Tumour-derived mutations in oncogenes and suppressor genes provide specific tumour markers. The discovery of these genetic alterations has raised the possibility of detecting colorectal neoplasms through examination of stool DNA from shed colonocytes. The challenge has been to identify these genetic mutational targets by isolating faecal colonocytes and purifying sufficient quantities of human DNA diluted amongst micro-organisms, food and mucus. Initial attempts were cumbersome and included cloning of PCR-amplified DNA products in a bacteriophage vector followed by hybridization to mutant-specific oligonucleotides.

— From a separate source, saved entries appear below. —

//! Response DTOs for the console API
//!
//! Defines the structure of outgoing HTTP response bodies.

use serde::Serialize;

use crate::cache::{EntityType, FreshnessReport, RefreshOutcome, RefreshStats};
use crate::live::DisplayRecord;

/// Response body for GET /cache
#[derive(Debug, Clone, Serialize)]
pub struct CacheOverviewResponse {
    pub entity_types: Vec<FreshnessReport>,
}

/// Response body for POST /cache/:entity_type/refresh
#[derive(Debug, Clone, Serialize)]
pub struct RefreshResponse {
    pub entity_type: EntityType,
    #[serde(flatten)]
    pub outcome: RefreshOutcome,
    /// Freshness after the attempt
    pub cache: FreshnessReport,
}

/// Response body for POST /cache/:entity_type/invalidate
#[derive(Debug, Clone, Serialize)]
pub struct InvalidateResponse {
    pub entity_type: EntityType,
    /// Every type marked stale, the requested one first
    pub invalidated: Vec<EntityType>,
}

/// Response body for GET /entities/:entity_type
#[derive(Debug, Clone, Serialize)]
pub struct EntityListResponse {
    pub entity_type: EntityType,
    /// Freshness of the list as a whole; `error` status still carries records
    pub cache: FreshnessReport,
    pub records: Vec<DisplayRecord>,
}

/// Response body for POST /live/positions
#[derive(Debug, Clone, Serialize)]
pub struct LiveAcceptedResponse {
    pub message: String,
    pub entity_id: String,
}

impl LiveAcceptedResponse {
    pub fn new(entity_id: impl Into<String>) -> Self {
        let entity_id = entity_id.into();
        Self {
            message: format!("Position for '{}' accepted", entity_id),
            entity_id,
        }
    }
}

/// Response body for POST /session/logout
#[derive(Debug, Clone, Serialize)]
pub struct LogoutResponse {
    pub message: String,
}

impl LogoutResponse {
    pub fn new() -> Self {
        Self {
            message: "Session cleared".to_string(),
        }
    }
}

impl Default for LogoutResponse {
    fn default() -> Self {
        Self::new()
    }
}

/// Response body for GET /stats
#[derive(Debug, Clone, Serialize)]
pub struct StatsResponse {
    #[serde(flatten)]
    pub counters: RefreshStats,
    /// fetches_failed / fetches_issued
    pub failure_rate: f64,
    pub live_connected: bool,
}

impl StatsResponse {
    pub fn new(counters: RefreshStats, live_connected: bool) -> Self {
        Self {
            failure_rate: counters.failure_rate(),
            counters,
            live_connected,
        }
    }
}

/// Response body for GET /health
#[derive(Debug, Clone, Serialize)]
pub struct HealthResponse {
    /// Health status (e.g., "healthy")
    pub status: String,
    /// Current timestamp in ISO 8601 format
    pub timestamp: String,
}

impl HealthResponse {
    /// Creates a new HealthResponse with current timestamp
    pub fn healthy() -> Self {
        Self {
            status: "healthy".to_string(),
            timestamp: chrono::Utc::now().to_rfc3339(),
        }
    }
}

#[cfg(test)]
mod tests {
    use super::*;

    #[test]
    fn test_live_accepted_response_serialize() {
        let resp = LiveAcceptedResponse::new("T-9");
        let json = serde_json::to_string(&resp).unwrap();
        assert!(json.contains("T-9"));
        assert!(json.contains("accepted"));
    }

    #[test]
    fn test_stats_response_flattens_counters() {
        let mut counters = RefreshStats::new();
        counters.record_issued();
        counters.record_failure();

        let json = serde_json::to_value(StatsResponse::new(counters, true)).unwrap();
        assert_eq!(json["fetches_issued"], 1);
        assert_eq!(json["failure_rate"], 1.0);
        assert_eq!(json["live_connected"], true);
    }

    #[test]
    fn test_health_response_serialize() {
        let resp = HealthResponse::healthy();
        let json = serde_json::to_string(&resp).unwrap();
        assert!(json.contains("healthy"));
        assert!(json.contains("timestamp"));
    }
}
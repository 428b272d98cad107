//! Fleet Cache - data freshness for a fleet-tracking client
//!
//! Runs the freshness layer as a service: background refresh, the live
//! position channel, and the console API on top.

use std::net::SocketAddr;
use std::sync::Arc;
use std::time::Duration;

use anyhow::Context;
use tokio::signal;
use tokio::task::JoinHandle;
use tracing::{info, warn};
use tracing_subscriber::{layer::SubscriberExt, util::SubscriberInitExt};

use fleet_cache::api::create_router;
use fleet_cache::clock::SystemClock;
use fleet_cache::fetch::{HttpFetcher, TimeoutFetcher};
use fleet_cache::live::IngestHub;
use fleet_cache::{spawn_live_task, spawn_refresh_task, AppState, Config, FleetCache};

/// Main entry point for the fleet cache service.
///
/// # Startup Sequence
/// 1. Initialize tracing subscriber for logging
/// 2. Load configuration from environment variables
/// 3. Initialize the session's fleet cache over the HTTP fetcher
/// 4. Start the background refresh and live channel tasks
/// 5. Serve the console API until SIGINT/SIGTERM
#[tokio::main]
async fn main() -> anyhow::Result<()> {
    // Defaults to "info" level, can be overridden with RUST_LOG env var
    tracing_subscriber::registry()
        .with(
            tracing_subscriber::EnvFilter::try_from_default_env()
                .unwrap_or_else(|_| "fleet_cache=info,tower_http=info".into()),
        )
        .with(tracing_subscriber::fmt::layer())
        .init();

    info!("Starting Fleet Cache");

    let config = Config::from_env();
    info!(
        "Configuration loaded: fleet_api_url={}, port={}, refresh_interval={}s, fetch_timeout={}ms",
        config.fleet_api_url, config.server_port, config.refresh_interval, config.fetch_timeout_ms
    );

    let fetcher = HttpFetcher::new(config.fleet_api_url.clone())
        .context("Failed to build fleet service client")?;
    let fetcher = TimeoutFetcher::new(fetcher, config.fetch_timeout());
    let fleet = FleetCache::init(&config, Arc::new(fetcher), Arc::new(SystemClock));
    info!("Fleet cache initialized");

    let live = IngestHub::new();
    let tasks = vec![
        spawn_refresh_task(fleet.orchestrator().clone(), config.refresh_interval),
        spawn_live_task(
            Arc::new(live.clone()),
            fleet.reconciler().clone(),
            fleet.orchestrator().clone(),
            Duration::from_secs(config.live_backoff_max_secs),
        ),
    ];
    info!("Background tasks started");

    let app = create_router(AppState::new(fleet, live));

    let addr = SocketAddr::from(([0, 0, 0, 0], config.server_port));
    let listener = tokio::net::TcpListener::bind(addr)
        .await
        .with_context(|| format!("Failed to bind {}", addr))?;
    info!("Console API listening on http://{}", addr);

    axum::serve(listener, app)
        .with_graceful_shutdown(shutdown_signal(tasks))
        .await
        .context("Server error")?;

    info!("Shutdown complete");
    Ok(())
}

/// Waits for shutdown signal (Ctrl+C or SIGTERM), then aborts the
/// background tasks.
async fn shutdown_signal(tasks: Vec<JoinHandle<()>>) {
    let ctrl_c = async {
        if let Err(e) = signal::ctrl_c().await {
            warn!("Failed to listen for Ctrl+C: {}", e);
            std::future::pending::<()>().await;
        }
    };

    #[cfg(unix)]
    let terminate = async {
        match signal::unix::signal(signal::unix::SignalKind::terminate()) {
            Ok(mut sigterm) => {
                sigterm.recv().await;
            }
            Err(e) => {
                warn!("Failed to install SIGTERM handler: {}", e);
                std::future::pending::<()>().await;
            }
        }
    };

    #[cfg(not(unix))]
    let terminate = std::future::pending::<()>();

    tokio::select! {
        _ = ctrl_c => {
            info!("Received Ctrl+C, initiating shutdown...");
        }
        _ = terminate => {
            info!("Received SIGTERM, initiating shutdown...");
        }
    }

    for task in tasks {
        task.abort();
    }
    warn!("Background tasks aborted");
}
//! Refresh Statistics Module
//!
//! Counters for pull refreshes, invalidations and live patches.

use serde::Serialize;

// == Refresh Stats ==
#[derive(Debug, Clone, Default, PartialEq, Eq, Serialize)]
pub struct RefreshStats {
    /// Fetches actually issued to the fleet service
    pub fetches_issued: u64,
    pub fetches_succeeded: u64,
    pub fetches_failed: u64,
    /// Completions thrown away because the session was cleared mid-flight
    pub fetches_discarded: u64,
    /// Refresh checks that decided no fetch was due
    pub refreshes_skipped: u64,
    pub invalidations: u64,
    pub live_patches_applied: u64,
    pub live_events_dropped: u64,
}

impl RefreshStats {
    pub fn new() -> Self {
        Self::default()
    }

    pub fn record_issued(&mut self) {
        self.fetches_issued += 1;
    }

    pub fn record_success(&mut self) {
        self.fetches_succeeded += 1;
    }

    pub fn record_failure(&mut self) {
        self.fetches_failed += 1;
    }

    pub fn record_discarded(&mut self) {
        self.fetches_discarded += 1;
    }

    pub fn record_skipped(&mut self) {
        self.refreshes_skipped += 1;
    }

    pub fn record_invalidation(&mut self) {
        self.invalidations += 1;
    }

    pub fn record_live_applied(&mut self) {
        self.live_patches_applied += 1;
    }

    pub fn record_live_dropped(&mut self) {
        self.live_events_dropped += 1;
    }

    /// Fraction of issued fetches that failed, or 0.0 before any fetch.
    pub fn failure_rate(&self) -> f64 {
        if self.fetches_issued == 0 {
            0.0
        } else {
            self.fetches_failed as f64 / self.fetches_issued as f64
        }
    }
}

#[cfg(test)]
mod tests {
    use super::*;

    #[test]
    fn test_stats_new() {
        let stats = RefreshStats::new();
        assert_eq!(stats, RefreshStats::default());
        assert_eq!(stats.failure_rate(), 0.0);
    }

    #[test]
    fn test_failure_rate() {
        let mut stats = RefreshStats::new();
        stats.record_issued();
        stats.record_issued();
        stats.record_success();
        stats.record_failure();
        assert_eq!(stats.failure_rate(), 0.5);
    }

    #[test]
    fn test_live_counters() {
        let mut stats = RefreshStats::new();
        stats.record_live_applied();
        stats.record_live_applied();
        stats.record_live_dropped();
        assert_eq!(stats.live_patches_applied, 2);
        assert_eq!(stats.live_events_dropped, 1);
    }
}
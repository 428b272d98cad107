//! Refresh Orchestrator
//!
//! Decides when an entity type is pulled, guarantees a single in-flight
//! fetch per type, and applies invalidation cascades.

use std::sync::Arc;

use serde::Serialize;
use tracing::{debug, info, warn};

use crate::cache::freshness;
use crate::cache::{
    CacheContext, CacheMetadata, CacheStatus, EntityRecord, EntityType, InvalidationGraph,
};
use crate::config::EntityTtls;
use crate::fetch::{FetchError, Fetcher};

// == Refresh Outcome ==
/// What a `check_and_maybe_refresh` call ended up doing.
#[derive(Debug, Clone, PartialEq, Eq, Serialize)]
#[serde(tag = "outcome", rename_all = "lowercase")]
pub enum RefreshOutcome {
    /// No fetch was due, or one was already in flight.
    Skipped,
    /// The table was replaced with `records` entries.
    Refreshed { records: usize },
    /// The fetch failed; cached data was kept.
    Failed { error: String },
    /// The session was cleared while the fetch was in flight.
    Discarded,
}

// == Freshness Report ==
/// Metadata of one type together with the decisions derived from it.
#[derive(Debug, Clone, PartialEq, Eq, Serialize)]
pub struct FreshnessReport {
    pub entity_type: EntityType,
    pub status: CacheStatus,
    pub last_updated: u64,
    pub error: Option<String>,
    pub ttl_ms: u64,
    pub is_fresh: bool,
    pub is_stale: bool,
    pub time_until_expiry_ms: u64,
}

// == Refresh Orchestrator ==
#[derive(Clone)]
pub struct RefreshOrchestrator {
    ctx: CacheContext,
    fetcher: Arc<dyn Fetcher>,
    ttls: EntityTtls,
    graph: Arc<InvalidationGraph>,
}

impl RefreshOrchestrator {
    pub fn new(
        ctx: CacheContext,
        fetcher: Arc<dyn Fetcher>,
        ttls: EntityTtls,
        graph: InvalidationGraph,
    ) -> Self {
        Self {
            ctx,
            fetcher,
            ttls,
            graph: Arc::new(graph),
        }
    }

    pub fn context(&self) -> &CacheContext {
        &self.ctx
    }

    pub fn ttl_ms(&self, entity_type: EntityType) -> u64 {
        self.ttls.ttl_ms(entity_type)
    }

    // == Check And Maybe Refresh ==
    /// Pulls `entity_type` if, and only if, it is stale and not already loading.
    ///
    /// Never fails: a failed pull is recorded in the type's metadata and the
    /// previously cached table stays visible. The fetch runs on its own task,
    /// so dropping this future does not leave the type stuck in `loading`.
    pub async fn check_and_maybe_refresh(&self, entity_type: EntityType) -> RefreshOutcome {
        let Some(generation) = self.begin_refresh(entity_type).await else {
            debug!(entity_type = %entity_type, "Refresh not due");
            self.ctx.stats.write().await.record_skipped();
            return RefreshOutcome::Skipped;
        };

        self.ctx.stats.write().await.record_issued();
        info!(entity_type = %entity_type, "Refreshing from fleet service");

        let this = self.clone();
        let handle = tokio::spawn(async move {
            let result = this.fetcher.fetch(entity_type).await;
            this.complete_refresh(entity_type, generation, result).await
        });

        match handle.await {
            Ok(outcome) => outcome,
            Err(e) => {
                let error = FetchError::Aborted(e.to_string());
                self.complete_refresh(entity_type, generation, Err(error))
                    .await
            }
        }
    }

    /// Moves the type to `loading` if a refresh is due, returning the
    /// session generation the fetch belongs to.
    async fn begin_refresh(&self, entity_type: EntityType) -> Option<u64> {
        let ttl = self.ttls.ttl_ms(entity_type);
        let mut registry = self.ctx.registry.write().await;
        let generation = registry.generation();
        let now = self.ctx.now_ms();

        let meta = registry.get_mut(entity_type);
        if !freshness::should_refresh(meta, ttl, now) {
            return None;
        }

        meta.status = CacheStatus::Loading;
        meta.invalidated_while_loading = false;
        Some(generation)
    }

    async fn complete_refresh(
        &self,
        entity_type: EntityType,
        generation: u64,
        result: Result<Vec<EntityRecord>, FetchError>,
    ) -> RefreshOutcome {
        let outcome = {
            let mut registry = self.ctx.registry.write().await;
            if registry.generation() != generation {
                RefreshOutcome::Discarded
            } else {
                let now = self.ctx.now_ms();
                match result {
                    Ok(records) => {
                        let count = records.len();
                        self.ctx.store.write().await.replace_all(entity_type, records);

                        let meta = registry.get_mut(entity_type);
                        meta.last_updated = now;
                        meta.error = None;
                        meta.status = if meta.invalidated_while_loading {
                            CacheStatus::Stale
                        } else {
                            CacheStatus::Fresh
                        };
                        meta.invalidated_while_loading = false;
                        RefreshOutcome::Refreshed { records: count }
                    }
                    Err(e) => {
                        let meta = registry.get_mut(entity_type);
                        meta.status = CacheStatus::Error;
                        meta.error = Some(e.to_string());
                        meta.invalidated_while_loading = false;
                        RefreshOutcome::Failed {
                            error: e.to_string(),
                        }
                    }
                }
            }
        };

        let mut stats = self.ctx.stats.write().await;
        match &outcome {
            RefreshOutcome::Refreshed { records } => {
                stats.record_success();
                info!(entity_type = %entity_type, records, "Refresh complete");
            }
            RefreshOutcome::Failed { error } => {
                stats.record_failure();
                warn!(entity_type = %entity_type, %error, "Refresh failed, keeping cached data");
            }
            RefreshOutcome::Discarded => {
                stats.record_discarded();
                info!(entity_type = %entity_type, "Session cleared during refresh, result discarded");
            }
            RefreshOutcome::Skipped => {}
        }

        outcome
    }

    // == Invalidate ==
    /// Marks `entity_type` and everything it cascades to as stale.
    ///
    /// `last_updated` and the tables are left alone so cached data stays
    /// visible. A type that is mid-fetch keeps `loading` and lands on
    /// `stale` once that fetch succeeds. Returns the invalidated types.
    pub async fn invalidate(&self, entity_type: EntityType) -> Vec<EntityType> {
        let targets = self.graph.cascade(entity_type);
        {
            let mut registry = self.ctx.registry.write().await;
            for target in &targets {
                let meta = registry.get_mut(*target);
                if meta.status == CacheStatus::Loading {
                    meta.invalidated_while_loading = true;
                } else {
                    meta.status = CacheStatus::Stale;
                }
            }
        }

        self.ctx.stats.write().await.record_invalidation();
        info!(entity_type = %entity_type, cascade = ?targets, "Cache invalidated");
        targets
    }

    // == Clear All ==
    /// Resets every type to idle and orphans any in-flight fetch.
    /// Entity tables are not touched.
    pub async fn clear_all(&self) {
        self.ctx.registry.write().await.reset();
        info!("Cache metadata cleared");
    }

    // == End Session ==
    /// `clear_all` plus every table emptied, under one registry guard so no
    /// pull can be issued or land between the two.
    pub async fn end_session(&self) {
        let mut registry = self.ctx.registry.write().await;
        registry.reset();
        self.ctx.store.write().await.remove_everything();
        info!("Session ended, metadata and entity tables cleared");
    }

    // == Reads ==
    pub async fn metadata(&self, entity_type: EntityType) -> CacheMetadata {
        self.ctx.registry.read().await.get(entity_type)
    }

    pub async fn report(&self, entity_type: EntityType) -> FreshnessReport {
        let meta = self.metadata(entity_type).await;
        self.build_report(entity_type, meta)
    }

    pub async fn reports(&self) -> Vec<FreshnessReport> {
        let registry = self.ctx.registry.read().await;
        EntityType::ALL
            .into_iter()
            .map(|t| self.build_report(t, registry.get(t)))
            .collect()
    }

    fn build_report(&self, entity_type: EntityType, meta: CacheMetadata) -> FreshnessReport {
        let ttl = self.ttls.ttl_ms(entity_type);
        let now = self.ctx.now_ms();
        FreshnessReport {
            entity_type,
            status: meta.status,
            last_updated: meta.last_updated,
            is_fresh: freshness::is_fresh(&meta, ttl, now),
            is_stale: freshness::is_stale(&meta, ttl, now),
            time_until_expiry_ms: freshness::time_until_expiry(&meta, ttl, now),
            error: meta.error,
            ttl_ms: ttl,
        }
    }
}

Early studies focused on k-ras, a mutated intracellular signalling protein found in up to 50% of malignant and benign tumours.5–12 Mutations in k-ras stabilize the protein in the guanosine triphosphate bound form, creating an oncogene that sends an unremitting stimulus for cellular proliferation. More than 80% of k-ras mutations are confined to codons 12 or 13 of k-ras46 allowing for technically easier gene PCR amplification producing large numbers of copies for examination. However, k-ras mutations are identified in controls,47 in addition to nondysplastic aberrant crypt foci and small hyperplastic polyps which often contain k-ras mutations.48–50

Attention turned to other mutational markers including p53 mutations which occur in approximately 50% of all human cancers.51 Activated with DNA damage, the tumour suppressor gene makes a p53 protein to control the cell cycle, repair DNA, halt synthesis of mutant DNA and cause apoptosis. Known as the ‘guardian of the genome,’ the ultimate effect of p53 to prevent clonal expansion of mutant cells. Missense mutations of this tumour suppressor gene occur in predictable portions in exons 5–9, leading to its use as a stool DNA marker. While mutations in p53 are thought to be present only in the later stages of colorectal neoplasia, we have identified such changes in up to 64% of severely dysplastic polyps.52

The ‘gatekeeper’APC gene's role in early cell transformation makes it most favourable for detecting early-stage colorectal neoplasia. Although large, this gene does have a good potential for isolating mutations as 83% occur in the first part of the coding sequence. Missense mutations producing stop codons lead to a truncated APC protein. However, the mutations are not as easily detected in faecal DNA due to a low presence of the APC gene. Traverso et al. amplified the main region where the majority of mutations take place within a single PCR product.53 Magnetic capture beads were coated with oligonucleotides corresponding to the region between codons 1210 and 1581. This allowed for increased detection of the APC gene through identification of abnormal proteins produced from mutant genes, known as digital protein truncation.53 The results showed that stools from over half the patients with CRC or polyps contained such genes, but normal subjects had no detectable mutant APC genes.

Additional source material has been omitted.